Bloomberg is a great tool for those of us who are addicted to it. The worst quarter MIPS had was the FY 2nd Qtr of 2003 they lost $5 mm in negative operating income. I want to look at where cash bottomed out. They have a FY Ending in March. So the third quarter of 2002 cash was $97 million and went down to $94 to $91 million and bottomed at $91 million and went to $102, $110 and…. $116. So they were never bleeding that badly. We didn’t spend much time talking about the business, but in reality I wasn’t that attracted to the business. I was attracted to the valuation and there is one thing that Professor Greenblatt will teach you is that valuation and EV is unbelievably important. The one thing that investors miss which is unbelievably
important is valuation.
The other parts of the business, they were in network printers. They made programmable chips. If you are HP and you are putting out a network printer, you don’t want to develop a chip for that network printer—it is hugely expensive. There is huge demand out there for chips that are programmable. Their chips went into set- top boxes and HTV. In terms of understanding their business I didn’t know every nook of their business, but I did check to see who was signing deals with them. You see where the products are going into to and you use your common sense. Or you consult an expert.

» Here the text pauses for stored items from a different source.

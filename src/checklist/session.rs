//! Per-user session record for one inspection pass.

use crate::checklist::state::FlowState;

/// What the user reported for one checklist entry.
///
/// An entry the user marked "All clear" carries no Finding at all, so a photo
/// reference can only exist alongside a comment.
#[derive(Debug, Clone, PartialEq, Eq)]
pub struct Finding {
    /// The user's comment for this entry.
    pub comment: String,
    /// Durable, externally fetchable URL of the uploaded photo, if any.
    pub photo_ref: Option<String>,
}

/// One user's conversation state, reused across passes.
///
/// `findings` is a fixed-size slot per entry; slot `i - 1` holds entry `i`.
/// `current_entry` stays within `[1, N]`, only ever moves forward by one, and
/// resets when the pass completes.
#[derive(Debug, Clone)]
pub struct Session {
    /// Current machine state.
    pub state: FlowState,
    /// Location text chosen at the start of the pass.
    pub chosen_location: Option<String>,
    current_entry: Option<usize>,
    findings: Vec<Option<Finding>>,
}

impl Session {
    /// Create an empty session for a checklist of `entries` items.
    pub fn new(entries: usize) -> Self {
        Self {
            state: FlowState::default(),
            chosen_location: None,
            current_entry: None,
            findings: vec![None; entries],
        }
    }

    /// Wipe everything back to the start of location selection.
    pub fn reset(&mut self) {
        self.state = FlowState::AwaitingLocation;
        self.chosen_location = None;
        self.current_entry = None;
        self.findings.iter_mut().for_each(|f| *f = None);
    }

    /// Number of checklist entries in a pass.
    pub fn entries(&self) -> usize {
        self.findings.len()
    }

    /// The 1-based entry currently being processed, if a pass is underway.
    pub fn current_entry(&self) -> Option<usize> {
        self.current_entry
    }

    /// The finding recorded for a 1-based entry index, if any.
    pub fn finding(&self, entry: usize) -> Option<&Finding> {
        self.findings.get(entry.checked_sub(1)?)?.as_ref()
    }

    /// Store the chosen location and point at the first entry.
    pub fn begin_pass(&mut self, location: impl Into<String>) {
        self.chosen_location = Some(location.into());
        self.current_entry = Some(1);
    }

    /// Move to the next entry. Fails past the last entry or outside a pass.
    pub fn advance_entry(&mut self) -> Result<usize, String> {
        let current = self
            .current_entry
            .ok_or_else(|| "No pass in progress".to_string())?;
        if current >= self.entries() {
            return Err(format!("Already at the last entry ({current})"));
        }
        self.current_entry = Some(current + 1);
        Ok(current + 1)
    }

    /// Record a comment for an entry, creating its finding.
    pub fn record_comment(&mut self, entry: usize, comment: impl Into<String>) -> Result<(), String> {
        let slot = self
            .slot_mut(entry)
            .ok_or_else(|| format!("Entry {entry} is out of range"))?;
        *slot = Some(Finding {
            comment: comment.into(),
            photo_ref: None,
        });
        Ok(())
    }

    /// Attach a photo reference to an entry that already has a comment.
    pub fn record_photo(&mut self, entry: usize, url: impl Into<String>) -> Result<(), String> {
        let slot = self
            .slot_mut(entry)
            .ok_or_else(|| format!("Entry {entry} is out of range"))?;
        match slot {
            Some(finding) => {
                finding.photo_ref = Some(url.into());
                Ok(())
            }
            None => Err(format!("Entry {entry} has no comment to attach a photo to")),
        }
    }

    /// Move to `target` if the state machine allows it.
    pub fn transition_to(&mut self, target: FlowState) -> Result<(), String> {
        if !self.state.can_transition_to(target) {
            return Err(format!("Cannot transition from {} to {}", self.state, target));
        }
        self.state = target;
        Ok(())
    }

    fn slot_mut(&mut self, entry: usize) -> Option<&mut Option<Finding>> {
        self.findings.get_mut(entry.checked_sub(1)?)
    }
}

Student: Did you read through all the legal documents? How did you evaluate the legal risks?
BN: It actually is pretty simple. This is a proxy: that is why the B shares are trading at such a discount to the A
shares. It doesn’t make any sense. Sometimes it doesn’t make sense and other times there is a reason for it. The price discrepancy was not that great, less than 10%. There really wasn’t a lot of risk being long and short the same thing plus I got a short rebate. I earn interest on the short. Fed funds minus 25 to 50 bpts. There is a wide range of what you get in rebates depending on the stock—like General Motors. People were hedging the debt against the stock, so you had to pay to borrow the GM stock.
Another War story…..
Joel you wanted me to cover how I screen for things.
The next company is called, Artesyn Technologies (ASTN). I really am not a technologist but I happened to pick busted technology stocks. I can’t say why. The sentiment can really swing in a significant way.
MIPS
In FY 2003 the royalties bottomed out at $16 million and came back in 2004 at $30 million in 2005. The bottom was at $23 and got to $31 mil. They stopped doing projects that didn’t make economic sense. They reduced their head count where they only took on projects where they could make a decent return on capital. Sometimes you have to make a leap of faith. You have to make a leap of faith that the guy (CEO) is actually going to do that. I didn’t think management would want to take my phone calls from people like me.